Uncover London Hour-By-Hour

London Night and Day: The Insider's Guide to London in 24 hours by Matt Brown ★★★★★

By Zoe Craig Last edited 101 months ago
Uncover London Hour-By-Hour London Night and Day: The Insider's Guide to London in 24 hours by Matt Brown 5

London Night and Day: The Insider's Guide to London in 24 hours is the slightly unwieldy title of Londonist's editor-at-large Matt Brown's first solo-penned book.

The titular mouthful is a nod to an earlier guidebook, London Night and Day, illustrated by Osbert Lancaster, a product of the Festival of Britain.

Matt takes this 1951 volume as his inspiration and framework, dividing the  150-page book into 24 chapters — one for each hour of the day — and suggesting which bits of London might be best explored during the given hour.

You'll find 7am dedicated to breakfasts, while 7pm gives you evening entertainment options; 4pm recommends top places for a relaxing cuppa, and 4am offers an insight into London's night markets.

Not only are you guided through the city by time, but each hour is geographically divided into north, south, east and west.

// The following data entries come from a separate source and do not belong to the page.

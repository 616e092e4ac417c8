//! The aggregate state record and its builder.
//!
//! [`AppState`] is an immutable value record whose fields correspond
//! one-to-one with the keys of the composed slice mapping. It is never
//! mutated in place: every transition produces a fresh record, and records
//! handed out as snapshots stay valid forever.
//!
//! # Examples
//!
//! ```rust
//! use statefold::state::AppState;
//!
//! // The default record carries every slice's initial value.
//! let state = AppState::default();
//! assert_eq!(state.age.value, 20);
//! assert_eq!(state.name.value, "John Doe");
//!
//! // Custom starting records are assembled with the builder.
//! let state = AppState::builder().with_age(42).with_name("Ada").build();
//! assert_eq!(state.age.value, 42);
//! ```

use serde::{Deserialize, Serialize};

use crate::slices::age::AgeState;
use crate::slices::name::NameState;

/// The whole-application state record.
///
/// Fields are exactly the slice keys used when composing reducers; each
/// field's type is that reducer's slice state. Consumers obtain copies via
/// the store's `get_state` and must treat them as read-only snapshots —
/// the only way to change the store's record is to dispatch an action.
#[derive(Clone, Debug, Default, PartialEq, Eq, Serialize, Deserialize)]
pub struct AppState {
    /// Slice owned by the age reducer.
    pub age: AgeState,
    /// Slice owned by the name reducer.
    pub name: NameState,
}

impl AppState {
    /// Creates a builder for assembling a custom record.
    #[must_use]
    pub fn builder() -> AppStateBuilder {
        AppStateBuilder::default()
    }
}

/// Fluent builder for [`AppState`].
///
/// Unset slices keep their initial values, so a builder is a convenient way
/// to seed a store with partially customized state in tests.
#[derive(Debug, Default)]
pub struct AppStateBuilder {
    age: AgeState,
    name: NameState,
}

impl AppStateBuilder {
    /// Sets the age slice's value.
    #[must_use]
    pub fn with_age(mut self, value: u32) -> Self {
        self.age = AgeState::new(value);
        self
    }

    /// Sets the name slice's value.
    #[must_use]
    pub fn with_name(mut self, value: impl Into<String>) -> Self {
        self.name = NameState::new(value);
        self
    }

    /// Builds the final record.
    #[must_use]
    pub fn build(self) -> AppState {
        AppState {
            age: self.age,
            name: self.name,
        }
    }
}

The text generally offers short, dippable snippets, each crammed full of simple, useful tips mixed with the depth of knowledge Londonist readers have come to expect from Matt's writing.

Browse any page, and you're likely to either find something you didn't already know about London, or be offered a fresh perspective you hadn't considered. Hampton Court Palace is judged to be 'the best all-round attraction in the capital'. Obscure gem Antrim Park contains a balustrade from Old Waterloo Bridge and 'a fragment of the blitzed House of Commons' — who knew? The multifaceted Proud Camden is described as 'the Stephen Fry of nightclubs'.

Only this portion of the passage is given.